However, one pattern we're using here is a chain of:
KeyedProcessFunction --> RichAsyncFunction -->
reinterpretAsKeyedStream(KeyedProcessFunction)
...and I suspect that this might have something to do the way that the buffered
in-flight data from the RichAsyncFunction is redistributed during re-scaling.
We've observed that this failure is seemingly non-deterministic during
re-scaling, but the probability of encountering it (from our admittedly
anecdotal and limited testing) is reduced, but not eliminated, when we disable
unaligned checkpoints. (Note that we first take a savepoint, restore with
unaligned checkpoints disabled, then take another savepoint which we then use
to adjust the parallelism to keep "persisted in-flight data" out the savepoint.)
We've never had any issues in the past with this under 1.14, so we're wondering
if this is due to unaligned checkpointing, or possibly a regression/change in
behavior since then. And if it is due to unaligned checkpointing, any thoughts
on why disabling it hasn't seemed to address the problem?
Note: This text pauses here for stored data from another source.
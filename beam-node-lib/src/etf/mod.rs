//! The External Term Format wire layer: an append-only buffer
//! ([`Buffer`]) and a free-function codec ([`encode`]/[`decode`]) between
//! it and [`crate::term::Term`].

mod buffer;
mod codec;
mod error;
pub(crate) mod tags;

pub use buffer::Buffer;
pub use codec::{decode, encode};
pub use error::{DecodingError, EncodingError};
pub use tags::VERSION;

#[cfg(test)]
mod tests {
    use super::*;
    use crate::term::{Pid, Term};

    fn round_trip(term: &Term) -> Term {
        let mut buf = Buffer::new();
        encode(term, &mut buf).expect("encode");
        let mut read = Buffer::from_bytes(buf.into_vec());
        decode(&mut read).expect("decode")
    }

    #[test]
    fn small_tuple_with_atom_and_integer_round_trips() {
        let mut buf = Buffer::with_version();
        encode(
            &Term::Tuple(vec![Term::atom("ok"), Term::Int(42)]),
            &mut buf,
        )
        .unwrap();
        assert_eq!(
            buf.into_vec(),
            vec![131, 104, 2, 119, 2, b'o', b'k', 97, 42]
        );
    }

    #[test]
    fn decode_map_with_atom_key() {
        let bytes = [
            131, 116, 0, 0, 0, 1, 119, 4, b'n', b'a', b'm', b'e', 109, 0, 0, 0, 3, b'b', b'o',
            b'b',
        ];
        let mut buf = Buffer::from_bytes(bytes.to_vec());
        buf.consume_version().unwrap();
        let term = decode(&mut buf).unwrap();
        assert_eq!(
            term,
            Term::Map(vec![(Term::atom("name"), Term::Binary(b"bob".to_vec()))])
        );
    }

    #[test]
    fn round_trip_scalars() {
        for term in [
            Term::Int(0),
            Term::Int(255),
            Term::Int(256),
            Term::Int(-1),
            Term::Int(i32::MAX as i64 + 1),
            Term::Int(i64::MIN),
            Term::Float(3.5),
            Term::atom("hello"),
            Term::String("hi".into()),
            Term::Binary(b"raw".to_vec()),
            Term::Bitstring(vec![1, 2, 3], 0),
        ] {
            assert_eq!(round_trip(&term), term);
        }
    }

    #[test]
    fn round_trip_tuple_list_map() {
        let term = Term::Tuple(vec![
            Term::List(vec![Term::Int(1), Term::Int(2), Term::Int(3)]),
            Term::Map(vec![(Term::atom("a"), Term::Int(1))]),
            Term::List(vec![]),
        ]);
        assert_eq!(round_trip(&term), term);
    }

    #[test]
    fn round_trip_pid() {
        let term = Term::Pid(Pid {
            node: "node@host".into(),
            num: 5,
            serial: 1,
            creation: 2,
        });
        assert_eq!(round_trip(&term), term);
    }

    #[test]
    fn integer_canonicalisation() {
        let mut buf = Buffer::new();
        encode(&Term::Int(200), &mut buf).unwrap();
        assert_eq!(buf.as_slice()[0], tags::SMALL_INTEGER);

        let mut buf = Buffer::new();
        encode(&Term::Int(1_000_000), &mut buf).unwrap();
        assert_eq!(buf.as_slice()[0], tags::INTEGER);

        let mut buf = Buffer::new();
        encode(&Term::Int(i64::MAX), &mut buf).unwrap();
        assert_eq!(buf.as_slice()[0], tags::SMALL_BIG);
    }

    #[test]
    fn list_without_nil_tail_is_rejected() {
        // LIST header claiming 1 element, one SMALL_INTEGER, then another
        // SMALL_INTEGER instead of NIL as the tail.
        let bytes = [tags::LIST, 0, 0, 0, 1, tags::SMALL_INTEGER, 1, tags::SMALL_INTEGER, 2];
        let mut buf = Buffer::from_bytes(bytes.to_vec());
        assert!(matches!(
            decode(&mut buf),
            Err(DecodingError::MissingListEnd)
        ));
    }

    #[test]
    fn unknown_tag_is_rejected() {
        let mut buf = Buffer::from_bytes(vec![250]);
        assert!(matches!(decode(&mut buf), Err(DecodingError::UnknownTag(250))));
    }

    #[test]
    fn atom_tag_equivalence_canonicalises_to_small_atom_utf8() {
        // Legacy ATOM tag (100), latin1.
        let bytes = [tags::ATOM, 0, 2, b'o', b'k'];
        let mut buf = Buffer::from_bytes(bytes.to_vec());
        let term = decode(&mut buf).unwrap();
        assert_eq!(term, Term::atom("ok"));

        let mut out = Buffer::new();
        encode(&term, &mut out).unwrap();
        assert_eq!(out.as_slice()[0], tags::SMALL_ATOM_UTF8);
    }

    #[test]
    fn bit_binary_with_nonzero_offset_rejected() {
        let bytes = [tags::BIT_BINARY, 0, 0, 0, 1, 3, 0xFF];
        let mut buf = Buffer::from_bytes(bytes.to_vec());
        assert!(matches!(
            decode(&mut buf),
            Err(DecodingError::UnsupportedBitOffset(3))
        ));
    }

    #[test]
    fn skip_term_advances_past_compound_value_without_decoding() {
        let mut buf = Buffer::new();
        encode(
            &Term::Tuple(vec![Term::List(vec![Term::Int(1), Term::Int(2)]), Term::atom("x")]),
            &mut buf,
        )
        .unwrap();
        encode(&Term::Int(99), &mut buf).unwrap();
        let mut read = Buffer::from_bytes(buf.into_vec());
        read.skip_term().unwrap();
        assert_eq!(decode(&mut read).unwrap(), Term::Int(99));
    }
}
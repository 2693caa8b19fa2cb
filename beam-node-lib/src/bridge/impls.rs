//! Blanket [`ToTerm`]/[`FromTerm`] implementations for the scalar and
//! aggregate shapes every `#[derive]`-free field type reduces to.

use std::collections::{BTreeMap, HashMap};

use crate::term::Term;

use super::decode::{Decoder, FromTerm};
use super::encode::{Encoder, ToTerm};
use super::error::BridgeError;

macro_rules! int_scalar {
    ($($t:ty),+ $(,)?) => {
        $(
            impl ToTerm for $t {
                fn to_etf(&self, enc: &mut Encoder) -> Result<(), BridgeError> {
                    enc.write_term(&Term::Int(i64::from(*self)))
                }
            }

            impl FromTerm for $t {
                fn from_etf(dec: &mut Decoder) -> Result<Self, BridgeError> {
                    match dec.read_term()? {
                        Term::Int(n) => <$t>::try_from(n)
                            .map_err(|_| BridgeError::InvalidArgument(format!(
                                "{n} does not fit in {}", stringify!($t)
                            ))),
                        other => Err(super::decode::type_mismatch(stringify!($t), &other)),
                    }
                }
            }
        )+
    };
}

int_scalar!(i8, i16, i32, u8, u16, u32);

// i64/u64/isize/usize get their own impls: i64 needs no narrowing, the
// others narrow from i64 like the smaller ints above but don't all
// implement `From<Self> for i64` the macro relies on.
impl ToTerm for i64 {
    fn to_etf(&self, enc: &mut Encoder) -> Result<(), BridgeError> {
        enc.write_term(&Term::Int(*self))
    }
}

impl FromTerm for i64 {
    fn from_etf(dec: &mut Decoder) -> Result<Self, BridgeError> {
        match dec.read_term()? {
            Term::Int(n) => Ok(n),
            other => Err(super::decode::type_mismatch("i64", &other)),
        }
    }
}

macro_rules! narrow_int_scalar {
    ($($t:ty),+ $(,)?) => {
        $(
            impl ToTerm for $t {
                fn to_etf(&self, enc: &mut Encoder) -> Result<(), BridgeError> {
                    enc.write_term(&Term::Int(*self as i64))
                }
            }

            impl FromTerm for $t {
                fn from_etf(dec: &mut Decoder) -> Result<Self, BridgeError> {
                    match dec.read_term()? {
                        Term::Int(n) => <$t>::try_from(n)
                            .map_err(|_| BridgeError::InvalidArgument(format!(
                                "{n} does not fit in {}", stringify!($t)
                            ))),
                        other => Err(super::decode::type_mismatch(stringify!($t), &other)),
                    }
                }
            }
        )+
    };
}

narrow_int_scalar!(u64, isize, usize);

impl ToTerm for f64 {
    fn to_etf(&self, enc: &mut Encoder) -> Result<(), BridgeError> {
        enc.write_term(&Term::Float(*self))
    }
}

impl FromTerm for f64 {
    fn from_etf(dec: &mut Decoder) -> Result<Self, BridgeError> {
        match dec.read_term()? {
            Term::Float(x) => Ok(x),
            Term::Int(n) => Ok(n as f64),
            other => Err(super::decode::type_mismatch("f64", &other)),
        }
    }
}

impl ToTerm for f32 {
    fn to_etf(&self, enc: &mut Encoder) -> Result<(), BridgeError> {
        (*self as f64).to_etf(enc)
    }
}

impl FromTerm for f32 {
    fn from_etf(dec: &mut Decoder) -> Result<Self, BridgeError> {
        f64::from_etf(dec).map(|x| x as f32)
    }
}

impl ToTerm for bool {
    fn to_etf(&self, enc: &mut Encoder) -> Result<(), BridgeError> {
        enc.write_term(&Term::atom(if *self { "true" } else { "false" }))
    }
}

impl FromTerm for bool {
    fn from_etf(dec: &mut Decoder) -> Result<Self, BridgeError> {
        dec.read_bool()
    }
}

impl ToTerm for String {
    fn to_etf(&self, enc: &mut Encoder) -> Result<(), BridgeError> {
        enc.write_text(self)
    }
}

impl FromTerm for String {
    fn from_etf(dec: &mut Decoder) -> Result<Self, BridgeError> {
        dec.read_text()
    }
}

impl ToTerm for &str {
    fn to_etf(&self, enc: &mut Encoder) -> Result<(), BridgeError> {
        enc.write_text(self)
    }
}

/// Marks a `Vec<u8>` as a scalar byte sequence (always `Binary`) rather than
/// an ordered group of small-integer scalars — the same disambiguation
/// `serde_bytes` gives `serde`.
#[derive(Debug, Clone, Default, PartialEq, Eq)]
pub struct Bytes(pub Vec<u8>);

impl ToTerm for Bytes {
    fn to_etf(&self, enc: &mut Encoder) -> Result<(), BridgeError> {
        enc.write_term(&Term::Binary(self.0.clone()))
    }
}

impl FromTerm for Bytes {
    fn from_etf(dec: &mut Decoder) -> Result<Self, BridgeError> {
        match dec.read_term()? {
            Term::Binary(bytes) => Ok(Bytes(bytes)),
            other => Err(super::decode::type_mismatch("binary", &other)),
        }
    }
}

/// A raw [`Term`] is already in its wire shape: write it back out verbatim
/// instead of running it through any policy. This lets callers that build
/// arguments by hand (the `rpc!` macro in particular) mix raw terms and
/// typed values behind the same [`ToTerm`] bound.
impl ToTerm for Term {
    fn to_etf(&self, enc: &mut Encoder) -> Result<(), BridgeError> {
        enc.write_term(self)
    }
}

impl<T: ToTerm> ToTerm for Option<T> {
    fn to_etf(&self, enc: &mut Encoder) -> Result<(), BridgeError> {
        match self {
            None => enc.write_term(&Term::nil()),
            Some(value) => value.to_etf(enc),
        }
    }
}

impl<T: FromTerm> FromTerm for Option<T> {
    fn from_etf(dec: &mut Decoder) -> Result<Self, BridgeError> {
        // Decide from the raw term, since `T::from_etf` would otherwise
        // consume the NIL itself and reject it as a type mismatch.
        let term = dec.read_term()?;
        if term.is_nil() {
            return Ok(None);
        }
        super::decode::from_term::<T>(term, dec.policy()).map(Some)
    }
}

impl<T: ToTerm> ToTerm for Vec<T> {
    fn to_etf(&self, enc: &mut Encoder) -> Result<(), BridgeError> {
        enc.begin_ordered(self.len())?;
        for item in self {
            item.to_etf(enc)?;
        }
        enc.end_ordered(self.len());
        Ok(())
    }
}

impl<T: FromTerm> FromTerm for Vec<T> {
    fn from_etf(dec: &mut Decoder) -> Result<Self, BridgeError> {
        dec.read_ordered()?
            .into_iter()
            .map(|term| super::decode::from_term::<T>(term, dec.policy()))
            .collect()
    }
}

macro_rules! tuple_impl {
    ($($idx:tt => $name:ident),+ $(,)?) => {
        impl<$($name: ToTerm),+> ToTerm for ($($name,)+) {
            fn to_etf(&self, enc: &mut Encoder) -> Result<(), BridgeError> {
                const LEN: usize = tuple_impl!(@count $($name)+);
                enc.begin_ordered(LEN)?;
                $(self.$idx.to_etf(enc)?;)+
                enc.end_ordered(LEN);
                Ok(())
            }
        }

        impl<$($name: FromTerm),+> FromTerm for ($($name,)+) {
            fn from_etf(dec: &mut Decoder) -> Result<Self, BridgeError> {
                let elements = dec.read_ordered()?;
                const LEN: usize = tuple_impl!(@count $($name)+);
                if elements.len() != LEN {
                    return Err(BridgeError::InvalidArgument(format!(
                        "expected a {LEN}-element group, found {}", elements.len()
                    )));
                }
                let mut elements = elements.into_iter();
                let policy = dec.policy();
                Ok(($(super::decode::from_term::<$name>(elements.next().unwrap(), policy)?,)+))
            }
        }
    };
    (@count $($name:ident)+) => {
        <[()]>::len(&[$(tuple_impl!(@unit $name)),+])
    };
    (@unit $name:ident) => { () };
}

tuple_impl!(0 => A);
tuple_impl!(0 => A, 1 => B);
tuple_impl!(0 => A, 1 => B, 2 => C);
tuple_impl!(0 => A, 1 => B, 2 => C, 3 => D);
tuple_impl!(0 => A, 1 => B, 2 => C, 3 => D, 4 => E);
tuple_impl!(0 => A, 1 => B, 2 => C, 3 => D, 4 => E, 5 => F);

macro_rules! keyed_map_impl {
    ($map:ident) => {
        impl<T: ToTerm> ToTerm for $map<String, T> {
            fn to_etf(&self, enc: &mut Encoder) -> Result<(), BridgeError> {
                enc.begin_keyed(self.len())?;
                for (key, value) in self {
                    enc.begin_keyword_pair();
                    enc.write_key(key)?;
                    value.to_etf(enc)?;
                }
                enc.end_keyed(self.len());
                Ok(())
            }
        }

        impl<T: FromTerm> FromTerm for $map<String, T> {
            fn from_etf(dec: &mut Decoder) -> Result<Self, BridgeError> {
                let mut view = dec.read_keyed()?;
                let keys: Vec<String> = view.keys().cloned().collect();
                let mut out = $map::new();
                for key in keys {
                    out.insert(key.clone(), view.take(&key)?);
                }
                Ok(out)
            }
        }
    };
}

keyed_map_impl!(HashMap);
keyed_map_impl!(BTreeMap);
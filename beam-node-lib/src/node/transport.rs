//! Length-prefixed framing over any duplex byte stream. Mirrors the real
//! distribution protocol's own framing (a u32 big-endian length, `0` for a
//! TICK) so the wire shapes in [`super::connection`] line up with what a
//! genuine BEAM peer sends.

use tokio::io::{AsyncRead, AsyncReadExt, AsyncWrite, AsyncWriteExt, ReadHalf, WriteHalf};

use crate::etf::Buffer;

use super::error::NodeError;

/// Erases the concrete stream type (`TcpStream` in production, an in-memory
/// duplex pipe in tests) behind one boxable trait, the same shape the
/// reverse-proxy side of this codebase uses for its client/upstream
/// sockets.
pub(crate) trait IoStream: AsyncRead + AsyncWrite + Unpin + Send {}
impl<T: AsyncRead + AsyncWrite + Unpin + Send> IoStream for T {}

pub(crate) type BoxedIo = Box<dyn IoStream>;

pub(crate) struct FrameReader {
    io: ReadHalf<BoxedIo>,
}

pub(crate) struct FrameWriter {
    io: WriteHalf<BoxedIo>,
}

pub(crate) fn split(io: BoxedIo) -> (FrameReader, FrameWriter) {
    let (r, w) = tokio::io::split(io);
    (FrameReader { io: r }, FrameWriter { io: w })
}

impl FrameReader {
    /// Read the next frame. `Ok(None)` is a TICK (the zero-length frame).
    pub(crate) async fn read_frame(&mut self) -> Result<Option<Buffer>, NodeError> {
        let mut len_buf = [0u8; 4];
        self.io
            .read_exact(&mut len_buf)
            .await
            .map_err(|e| NodeError::ReceiveFailed(e.to_string()))?;
        let len = u32::from_be_bytes(len_buf) as usize;
        if len == 0 {
            return Ok(None);
        }
        let mut payload = vec![0u8; len];
        self.io
            .read_exact(&mut payload)
            .await
            .map_err(|e| NodeError::ReceiveFailed(e.to_string()))?;
        Ok(Some(Buffer::from_bytes(payload)))
    }
}

impl FrameWriter {
    pub(crate) async fn write_frame(&mut self, payload: &[u8]) -> Result<(), NodeError> {
        let len = u32::try_from(payload.len())
            .map_err(|_| NodeError::SendFailed("frame exceeds u32::MAX bytes".into()))?;
        self.io
            .write_all(&len.to_be_bytes())
            .await
            .map_err(|e| NodeError::SendFailed(e.to_string()))?;
        self.io
            .write_all(payload)
            .await
            .map_err(|e| NodeError::SendFailed(e.to_string()))?;
        Ok(())
    }

    pub(crate) async fn write_tick(&mut self) -> Result<(), NodeError> {
        self.io
            .write_all(&0u32.to_be_bytes())
            .await
            .map_err(|e| NodeError::SendFailed(e.to_string()))
    }
}
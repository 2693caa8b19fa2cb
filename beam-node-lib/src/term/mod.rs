//! The central sum type: every value the distribution protocol can carry.

mod fmt;
mod fun;
mod ids;

pub use fun::Fun;
pub use ids::{Pid, Port, Reference};

use std::hash::{Hash, Hasher};

/// A decoded Erlang term.
///
/// Variants map directly onto the shapes described by the External Term
/// Format; see [`crate::etf::codec`] for the wire encodings that collapse
/// onto each one. Improper lists are not representable: [`Term::List`] is
/// always a proper list.
#[derive(Clone)]
pub enum Term {
    Int(i64),
    Float(f64),
    /// A printable interned name.
    Atom(String),
    /// The "charlist shorthand" form: a list of small integers encoded
    /// compactly as `STRING`. Distinct from [`Term::Binary`].
    String(String),
    Binary(Vec<u8>),
    /// A byte-aligned bitstring. `trailing_bits` is the number of valid
    /// bits in the final byte (0 means "all 8 bits", i.e. a plain binary
    /// padded out to `BIT_BINARY` for some other reason).
    Bitstring(Vec<u8>, u8),
    Tuple(Vec<Term>),
    /// A proper list; the empty list is `List(vec![])`, identical to NIL.
    List(Vec<Term>),
    /// An association list in wire order. Re-encoding a `Map` decoded from
    /// the wire reproduces the same byte order.
    Map(Vec<(Term, Term)>),
    Pid(Pid),
    Port(Port),
    Reference(Reference),
    Fun(Fun),
}

impl Term {
    pub fn atom(name: impl Into<String>) -> Term {
        Term::Atom(name.into())
    }

    pub fn tuple(elements: impl IntoIterator<Item = Term>) -> Term {
        Term::Tuple(elements.into_iter().collect())
    }

    pub fn list(elements: impl IntoIterator<Item = Term>) -> Term {
        Term::List(elements.into_iter().collect())
    }

    /// Idiomatic Erlang nil: the empty list, not a separate variant.
    pub fn nil() -> Term {
        Term::List(Vec::new())
    }

    pub fn is_nil(&self) -> bool {
        matches!(self, Term::List(items) if items.is_empty())
    }

    pub fn as_atom(&self) -> Option<&str> {
        match self {
            Term::Atom(name) => Some(name.as_str()),
            _ => None,
        }
    }

    pub fn as_tuple(&self) -> Option<&[Term]> {
        match self {
            Term::Tuple(items) => Some(items.as_slice()),
            _ => None,
        }
    }
}

/// `f64` does not implement `Eq`; the round-trip law only ever needs
/// bit-exact comparison because encode/decode preserve the IEEE-754
/// representation verbatim, so we compare floats by bit pattern rather
/// than value. This lets every other variant derive structural equality
/// through the same `PartialEq` impl without special-casing `NaN`.
impl PartialEq for Term {
    fn eq(&self, other: &Self) -> bool {
        use Term::*;
        match (self, other) {
            (Int(a), Int(b)) => a == b,
            (Float(a), Float(b)) => a.to_bits() == b.to_bits(),
            (Atom(a), Atom(b)) => a == b,
            (String(a), String(b)) => a == b,
            (Binary(a), Binary(b)) => a == b,
            (Bitstring(a, ta), Bitstring(b, tb)) => a == b && ta == tb,
            (Tuple(a), Tuple(b)) => a == b,
            (List(a), List(b)) => a == b,
            (Map(a), Map(b)) => a == b,
            (Pid(a), Pid(b)) => a == b,
            (Port(a), Port(b)) => a == b,
            (Reference(a), Reference(b)) => a == b,
            (Fun(a), Fun(b)) => a == b,
            _ => false,
        }
    }
}

impl Eq for Term {}

impl Hash for Term {
    fn hash<H: Hasher>(&self, state: &mut H) {
        use Term::*;
        std::mem::discriminant(self).hash(state);
        match self {
            Int(n) => n.hash(state),
            Float(f) => f.to_bits().hash(state),
            Atom(s) | String(s) => s.hash(state),
            Binary(b) => b.hash(state),
            Bitstring(b, t) => {
                b.hash(state);
                t.hash(state);
            }
            Tuple(items) | List(items) => items.hash(state),
            Map(pairs) => pairs.hash(state),
            Pid(p) => p.hash(state),
            Port(p) => p.hash(state),
            Reference(r) => r.hash(state),
            Fun(f) => f.hash(state),
        }
    }
}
> Cannot restore from savepoint when increasing parallelism of operator using
> reinterpretAsKeyedStream and RichAsyncFunction
> --------------------------------------------------------------------------------------------------------------------------
>
> Key: FLINK-34171
> URL: https://issues.apache.org/jira/browse/FLINK-34171
> Project: Flink
> Issue Type: Bug
> Components: API / DataStream, Runtime / Checkpointing, Runtime /
> State Backends
> Affects Versions: 1.17.0
> Reporter: Ken Burford
> Priority: Major
>
> We recently upgraded from Flink 1.14.2 to 1.17.0. Our job has not materially
> changed beyond a few feature changes (enabling snapshot compression,
> unaligned checkpoints), but we're seeing the following exception when
> attempting to adjust the parallelism of our job up or down:
> {code:java}
> java.lang.RuntimeException: Exception occurred while setting the current key
> context.
> at
> org.apache.flink.streaming.api.operators.StreamOperatorStateHandler.setCurrentKey(StreamOperatorStateHandler.java:373)
> at
> org.apache.flink.streaming.api.operators.AbstractStreamOperator.setCurrentKey(AbstractStreamOperator.java:508)
> at
> org.apache.flink.streaming.api.operators.AbstractStreamOperator.setKeyContextElement(AbstractStreamOperator.java:503)
> at
> org.apache.flink.streaming.api.operators.AbstractStreamOperator.setKeyContextElement1(AbstractStreamOperator.java:478)
> at
> org.apache.flink.streaming.api.operators.OneInputStreamOperator.setKeyContextElement(OneInputStreamOperator.java:36)
> at
> org.apache.flink.streaming.runtime.io.RecordProcessorUtils.lambda$getRecordProcessor$0(RecordProcessorUtils.java:59)
> at
> org.apache.flink.streaming.runtime.tasks.ChainingOutput.pushToOperator(ChainingOutput.java:94)
> at
> org.apache.flink.streaming.runtime.tasks.ChainingOutput.collect(ChainingOutput.java:75)
> at
> org.apache.flink.streaming.runtime.tasks.ChainingOutput.collect(ChainingOutput.java:39)
> at
> org.apache.flink.streaming.api.operators.TimestampedCollector.collect(TimestampedCollector.java:51)
> at
> org.apache.flink.streaming.api.operators.async.queue.StreamRecordQueueEntry.emitResult(StreamRecordQueueEntry.java:64)
> at
> org.apache.flink.streaming.api.operators.async.queue.UnorderedStreamElementQueue$Segment.emitCompleted(UnorderedStreamElementQueue.java:272)
> at
> org.apache.flink.streaming.api.operators.async.queue.UnorderedStreamElementQueue.emitCompletedElement(UnorderedStreamElementQueue.java:159)
> at
> org.apache.flink.streaming.api.operators.async.AsyncWaitOperator.outputCompletedElement(AsyncWaitOperator.java:393)
> at
> org.apache.flink.streaming.api.operators.async.AsyncWaitOperator.access$1800(AsyncWaitOperator.java:92)
> at
> org.apache.flink.streaming.api.operators.async.AsyncWaitOperator$ResultHandler.processResults(AsyncWaitOperator.java:621)
> at
> org.apache.flink.streaming.api.operators.async.AsyncWaitOperator$ResultHandler.lambda$processInMailbox$0(AsyncWaitOperator.java:602)
> at
> org.apache.flink.streaming.runtime.tasks.StreamTaskActionExecutor$1.runThrowing(StreamTaskActionExecutor.java:50)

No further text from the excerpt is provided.